A year ago, the company OpenAI surprised the whole world with the launch of ChatGPT, a conversational artificial intelligence capable of giving answers almost indistinguishable from those given by a person and with an amazing ability to generate texts, computer code or summarize information.
Overnight it became an incredibly popular tool, with more than 180 million active users and that, in a way, has positioned itself as the benchmark of a new era within the technology industry, the epicenter of an earthquake that threatens to change society.
With Gemini, Google now has the possibility of competing head-to-head with this type of service, although the first thing to point out is that a direct comparison cannot be made between Gemini and ChatGPT.
Gemini is a language model and ChatGPT is a conversational application built on top of another language model, GPT-4 or GPT-3.5 depending on which version of ChatGPT is being considered (paid or free, respectively). In the case of Google, the equivalent of ChatGPT is Bard, which until now used the PaLM language model but as of today, for queries in English, already operates with an adapted version of Gemini.
You have to think of these language models as the "engine" of these applications, which are nothing more than an interface to be able to converse with them. Language models can be used in other types of applications that don't necessarily have to have this conversational interface, and both Google and OpenAI offer these models on a subscription basis to businesses and developers.
Gemini will have three different versions: Ultra, Pro, and Nano. The first is the most advanced and multimodal (you can understand issues presented with a mix of images, videos, text or voice) but will not be available until 2024. Google, in any case, has shown videos of how it works.

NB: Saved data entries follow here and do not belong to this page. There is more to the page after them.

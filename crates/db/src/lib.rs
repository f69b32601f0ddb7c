//! Database layer for tradepost.

pub mod entities;
pub mod migrations;
pub mod repositories;
pub mod test_utils;

use sea_orm::{ConnectOptions, Database, DatabaseConnection};
use std::time::Duration;
use tracing::log::LevelFilter;
use tradepost_common::{AppError, Config};

/// Initialize database connection.
pub async fn init(config: &Config) -> Result<DatabaseConnection, AppError> {
    let mut opt = ConnectOptions::new(&config.database.url);

    opt.max_connections(config.database.max_connections)
        .min_connections(config.database.min_connections)
        .connect_timeout(Duration::from_secs(10))
        .acquire_timeout(Duration::from_secs(10))
        .idle_timeout(Duration::from_secs(600))
        .max_lifetime(Duration::from_secs(1800))
        .sqlx_logging(true)
        .sqlx_logging_level(LevelFilter::Debug);

    Database::connect(opt)
        .await
        .map_err(|e| AppError::Database(e.to_string()))
}

/// Run pending migrations.
pub async fn migrate(db: &DatabaseConnection) -> Result<(), AppError> {
    use sea_orm_migration::MigratorTrait;
    migrations::Migrator::up(db, None)
        .await
        .map_err(|e| AppError::Database(e.to_string()))
}
//! Favorite service.

use chrono::Utc;
use sea_orm::Set;
use serde::Deserialize;
use tradepost_common::{AppError, AppResult, IdGenerator};
use tradepost_db::entities::favorite;
use tradepost_db::repositories::{FavoriteRepository, ListingRepository, UserRepository};
use validator::Validate;

/// Favorites are addressed by their `(user_id, listing_id)` pair.
#[derive(Debug, Deserialize, Validate)]
#[serde(rename_all = "camelCase")]
pub struct FavoriteInput {
    #[validate(length(min = 1))]
    pub user_id: String,
    #[validate(length(min = 1))]
    pub listing_id: String,
}

/// Service for managing favorites.
#[derive(Clone)]
pub struct FavoriteService {
    favorite_repo: FavoriteRepository,
    user_repo: UserRepository,
    listing_repo: ListingRepository,
    id_gen: IdGenerator,
}

impl FavoriteService {
    /// Create a new favorite service.
    #[must_use]
    pub const fn new(
        favorite_repo: FavoriteRepository,
        user_repo: UserRepository,
        listing_repo: ListingRepository,
    ) -> Self {
        Self {
            favorite_repo,
            user_repo,
            listing_repo,
            id_gen: IdGenerator::new(),
        }
    }

    /// Add a listing to a user's favorites.
    pub async fn add(&self, input: FavoriteInput) -> AppResult<favorite::Model> {
        input.validate()?;

        if self.user_repo.find_by_id(&input.user_id).await?.is_none() {
            return Err(AppError::Constraint(format!(
                "user {} does not exist",
                input.user_id
            )));
        }
        if self
            .listing_repo
            .find_by_id(&input.listing_id)
            .await?
            .is_none()
        {
            return Err(AppError::Constraint(format!(
                "listing {} does not exist",
                input.listing_id
            )));
        }

        // The unique index backs this check up against races.
        if self
            .favorite_repo
            .is_favorited(&input.user_id, &input.listing_id)
            .await?
        {
            return Err(AppError::Constraint(format!(
                "listing {} is already favorited by user {}",
                input.listing_id, input.user_id
            )));
        }

        let id = self.id_gen.generate();
        let model = favorite::ActiveModel {
            id: Set(id),
            user_id: Set(input.user_id),
            listing_id: Set(input.listing_id),
            created_at: Set(Utc::now().into()),
        };

        self.favorite_repo.create(model).await
    }

    /// Remove a listing from a user's favorites. Removing a pair that is
    /// not favorited is a no-op.
    pub async fn remove(&self, input: FavoriteInput) -> AppResult<()> {
        input.validate()?;

        self.favorite_repo
            .delete_by_user_and_listing(&input.user_id, &input.listing_id)
            .await
    }

    /// List a user's favorites (paginated).
    pub async fn list_for_user(
        &self,
        user_id: &str,
        limit: u64,
        offset: u64,
    ) -> AppResult<Vec<favorite::Model>> {
        self.favorite_repo.find_by_user(user_id, limit, offset).await
    }
}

The second one is more limited but is the one that can already be tested in the English version of Bard. It is equivalent to GPT-3.5 in capacity and functions. Nano, finally, is a model designed for devices with less computing capacity and memory, such as a telephone.
The comparisons Google has made in the Gemini announcement are fundamentally between Gemini Ultra and GPT4. Since both are multimodal models, the most straightforward way to compare them is to use
Batteries of tests and exams with questions of logic, science, or reading or listening comprehension. In 30 of the 32 made, Gemini outperformed GPT-4.
Perhaps most remarkably, in one of them, known as the MMMU multimodal reasoning benchmark (a set of 11,500 university-level questions with more than 57 disciplines, such as physics or mathematics), Gemini managed to correctly answer nine out of 10 questions, 5% more than GPT-4 and also above the human average.
But outside of these test batteries, it's hard to make direct comparisons without being able to access the Ultra version of Gemini yet. Jeff Dean, chief scientist at Google DeepMind, one of the divisions involved in the development of Gemini, nevertheless gave some specific data.
Gemini can support a context of about 32,000 tokens in questions (although not a direct equivalence, this can be simplified as it can understand questions with a 32,000-word context). That's the same amount as GPT-4, but OpenAi recently announced a version of GOT4, GPT4 Turbo, that quadruples that capacity.
Both language models are built on the same technology – which, curiously, is mainly developed by Google, although it is in the open domain – but the results depend above all on the training they have undergone, which is the way in which the models learn to reason and articulate their answers and which basically consists of a complex statistical analysis of millions of texts. images and videos.
GPT-4, for example, is trained on a corpus of over 13 trillion tokens (again, a rough equivalence can be made between a token and a word, though it's not an exact comparison). These are documents, works, images, videos and messages obtained from various sources.
Google hasn't disclosed the size of the dataset used to train Gemini, but says it has used a novel approach focused on Gemini's multimodal capabilities that makes it much more effective at considering issues that mix images, for example, with text, such as a physics problem presented next to a diagram. In a few months it will be known if this new strategy is really an advantage over its direct rival.